[Stored items from a collection]
──────────
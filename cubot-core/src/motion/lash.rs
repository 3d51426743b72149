//! Backlash compensation for the turntable
//!
//! The gear train between the motor and the turntable has slack. Depending
//! on the previous motion, a turn may spend part of its travel taking up that
//! slack and stop short. The compensator overshoots by a fixed distance and
//! then backs off, so the net displacement is exactly the requested one.

use core::fmt;

#[cfg(feature = "serde")]
use serde::{Deserialize, Serialize};

use crate::config::RobotConfig;
use crate::traits::{ActuationError, Actuator, Sense};

/// When pre-travel is inserted before a bottom-face turn
#[derive(Debug, Clone, Copy, PartialEq, Eq, Default)]
#[cfg_attr(feature = "defmt", derive(defmt::Format))]
#[cfg_attr(feature = "serde", derive(Serialize, Deserialize))]
#[cfg_attr(feature = "serde", serde(rename_all = "snake_case"))]
pub enum LashPolicy {
    /// Never compensate
    Disabled,
    /// Compensate when the previous turntable motion had the same sense
    #[default]
    SameSense,
    /// Compensate when the previous turntable motion had the opposite sense
    OppositeSense,
    /// Always compensate, with extra travel after a reversal
    Preload,
}

impl fmt::Display for LashPolicy {
    fn fmt(&self, f: &mut fmt::Formatter<'_>) -> fmt::Result {
        match self {
            LashPolicy::Disabled => f.write_str("disabled"),
            LashPolicy::SameSense => f.write_str("same-sense"),
            LashPolicy::OppositeSense => f.write_str("opposite-sense"),
            LashPolicy::Preload => f.write_str("preload"),
        }
    }
}

/// Motions for one compensated turn, in motor degrees
///
/// The turntable runs `travel` in the requested sense, then `retract` in the
/// opposite sense. `travel - retract` is always the requested distance.
#[derive(Debug, Clone, Copy, PartialEq, Eq)]
#[cfg_attr(feature = "defmt", derive(defmt::Format))]
pub struct TurnPlan {
    pub sense: Sense,
    pub travel: u32,
    pub retract: u32,
}

impl TurnPlan {
    /// Net displacement of the plan
    pub fn net(&self) -> u32 {
        self.travel - self.retract
    }

    /// Returns true if the plan overshoots
    pub fn is_compensated(&self) -> bool {
        self.retract > 0
    }
}

/// Tracks the sense of the last bottom-face turn and plans compensated turns
///
/// Only `turn` updates the memory; whole-cube rotations leave it alone.
#[derive(Debug, Clone)]
pub struct LashCompensator {
    policy: LashPolicy,
    /// Pre-travel in motor degrees
    extra: u32,
    /// Additional pre-travel on a reversal, motor degrees
    reversal: u32,
    last: Option<Sense>,
}

impl LashCompensator {
    /// Create a compensator with distances given in motor degrees
    pub fn new(policy: LashPolicy, extra: u32, reversal: u32) -> Self {
        Self {
            policy,
            extra,
            reversal,
            last: None,
        }
    }

    /// Create a compensator from the robot configuration
    pub fn from_config(config: &RobotConfig) -> Self {
        Self::new(
            config.lash.policy,
            config.motor_degrees(config.lash.extra_degrees),
            config.motor_degrees(config.lash.reversal_degrees),
        )
    }

    pub fn policy(&self) -> LashPolicy {
        self.policy
    }

    /// Sense of the last bottom-face turn
    pub fn last(&self) -> Option<Sense> {
        self.last
    }

    /// Forget the last sense (after homing)
    pub fn reset(&mut self) {
        self.last = None;
    }

    /// Plan a turn of `degrees` motor degrees without executing it
    pub fn plan(&self, sense: Sense, degrees: u32) -> TurnPlan {
        let extra = match (self.policy, self.last) {
            (LashPolicy::Disabled, _) => 0,
            (LashPolicy::SameSense, Some(last)) if last == sense => self.extra,
            (LashPolicy::OppositeSense, Some(last)) if last != sense => self.extra,
            (LashPolicy::Preload, Some(last)) if last != sense => self.extra + self.reversal,
            (LashPolicy::Preload, _) => self.extra,
            _ => 0,
        };
        TurnPlan {
            sense,
            travel: degrees + extra,
            retract: extra,
        }
    }

    /// Execute a compensated turn and record its sense
    pub fn turn<A: Actuator>(
        &mut self,
        actuator: &mut A,
        sense: Sense,
        degrees: u32,
    ) -> Result<TurnPlan, ActuationError> {
        let plan = self.plan(sense, degrees);
        if plan.is_compensated() {
            trace!("lash: overshoot {} by {}", sense, plan.retract);
        }
        actuator.rotate_turntable(plan.sense, plan.travel)?;
        if plan.is_compensated() {
            actuator.rotate_turntable(plan.sense.opposite(), plan.retract)?;
        }
        self.last = Some(sense);
        Ok(plan)
    }
}

#[cfg(test)]
mod tests {
    use super::*;
    use crate::sim::{Motion, SimActuator};

    const QUARTER: u32 = 270;

    fn same_sense() -> LashCompensator {
        LashCompensator::from_config(&RobotConfig::default())
    }

    /// Run one bottom turn on a throwaway actuator
    fn turned(lash: &mut LashCompensator, sense: Sense) {
        lash.turn(&mut SimActuator::new(), sense, QUARTER).unwrap();
    }

    #[test]
    fn test_first_turn_is_plain() {
        let lash = same_sense();
        let plan = lash.plan(Sense::Clockwise, QUARTER);
        assert_eq!(plan.travel, QUARTER);
        assert!(!plan.is_compensated());
    }

    #[test]
    fn test_same_sense_sequence() {
        let mut lash = same_sense();
        let mut actuator = SimActuator::new();

        lash.turn(&mut actuator, Sense::Clockwise, QUARTER).unwrap();
        lash.turn(&mut actuator, Sense::Clockwise, QUARTER).unwrap();
        lash.turn(&mut actuator, Sense::CounterClockwise, QUARTER).unwrap();

        assert_eq!(
            actuator.motions(),
            &[
                Motion::Turntable(Sense::Clockwise, 270),
                Motion::Turntable(Sense::Clockwise, 327),
                Motion::Turntable(Sense::CounterClockwise, 57),
                Motion::Turntable(Sense::CounterClockwise, 270),
            ]
        );
        assert_eq!(lash.last(), Some(Sense::CounterClockwise));
    }

    #[test]
    fn test_opposite_sense_policy() {
        let mut lash = LashCompensator::new(LashPolicy::OppositeSense, 57, 9);
        assert!(!lash.plan(Sense::Clockwise, QUARTER).is_compensated());
        turned(&mut lash, Sense::Clockwise);
        assert!(!lash.plan(Sense::Clockwise, QUARTER).is_compensated());
        let plan = lash.plan(Sense::CounterClockwise, QUARTER);
        assert_eq!(plan.travel, 327);
        assert_eq!(plan.retract, 57);
    }

    #[test]
    fn test_preload_policy() {
        let mut lash = LashCompensator::new(LashPolicy::Preload, 57, 9);
        assert_eq!(lash.plan(Sense::Clockwise, QUARTER).retract, 57);
        turned(&mut lash, Sense::Clockwise);
        assert_eq!(lash.plan(Sense::Clockwise, QUARTER).retract, 57);
        assert_eq!(lash.plan(Sense::CounterClockwise, QUARTER).retract, 66);
    }

    #[test]
    fn test_disabled_policy() {
        let mut lash = LashCompensator::new(LashPolicy::Disabled, 57, 9);
        turned(&mut lash, Sense::Clockwise);
        let plan = lash.plan(Sense::Clockwise, QUARTER);
        assert_eq!(plan.travel, QUARTER);
        assert_eq!(plan.retract, 0);
    }

    #[test]
    fn test_reset_forgets_sense() {
        let mut lash = same_sense();
        turned(&mut lash, Sense::Clockwise);
        lash.reset();
        assert_eq!(lash.last(), None);
        assert!(!lash.plan(Sense::Clockwise, QUARTER).is_compensated());
    }

    #[test]
    fn test_failed_turn_keeps_previous_sense() {
        let mut lash = same_sense();
        let mut actuator = SimActuator::new();
        turned(&mut lash, Sense::CounterClockwise);
        actuator.fail_on(1, ActuationError::Stalled);
        assert_eq!(
            lash.turn(&mut actuator, Sense::Clockwise, QUARTER),
            Err(ActuationError::Stalled)
        );
        assert_eq!(lash.last(), Some(Sense::CounterClockwise));
    }

    proptest::proptest! {
        #[test]
        fn prop_net_displacement_is_requested(
            policy in proptest::sample::select(vec![
                LashPolicy::Disabled,
                LashPolicy::SameSense,
                LashPolicy::OppositeSense,
                LashPolicy::Preload,
            ]),
            history in proptest::collection::vec(proptest::bool::ANY, 0..8),
            degrees in 0u32..2000,
        ) {
            let mut lash = LashCompensator::new(policy, 57, 9);
            for clockwise in history {
                let sense = if clockwise { Sense::Clockwise } else { Sense::CounterClockwise };
                let plan = lash.plan(sense, degrees);
                proptest::prop_assert_eq!(plan.net(), degrees);
                lash.turn(&mut SimActuator::new(), sense, degrees).unwrap();
            }
        }
    }
}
──────────
ACTIVITY: Using the data above, restate word for word the lines from its opening line through the line that contains "impl fmt::Display for", and no more.

ANSWER SECTION:
filename cubot-core/src/motion/lash.rs
repository 3d51426743b72149
//! Backlash compensation for the turntable
//!
//! The gear train between the motor and the turntable has slack. Depending
//! on the previous motion, a turn may spend part of its travel taking up that
//! slack and stop short. The compensator overshoots by a fixed distance and
//! then backs off, so the net displacement is exactly the requested one.

use core::fmt;

#[cfg(feature = "serde")]
use serde::{Deserialize, Serialize};

use crate::config::RobotConfig;
use crate::traits::{ActuationError, Actuator, Sense};

/// When pre-travel is inserted before a bottom-face turn
#[derive(Debug, Clone, Copy, PartialEq, Eq, Default)]
#[cfg_attr(feature = "defmt", derive(defmt::Format))]
#[cfg_attr(feature = "serde", derive(Serialize, Deserialize))]
#[cfg_attr(feature = "serde", serde(rename_all = "snake_case"))]
pub enum LashPolicy {
    /// Never compensate
    Disabled,
    /// Compensate when the previous turntable motion had the same sense
    #[default]
    SameSense,
    /// Compensate when the previous turntable motion had the opposite sense
    OppositeSense,
    /// Always compensate, with extra travel after a reversal
    Preload,
}

impl fmt::Display for LashPolicy {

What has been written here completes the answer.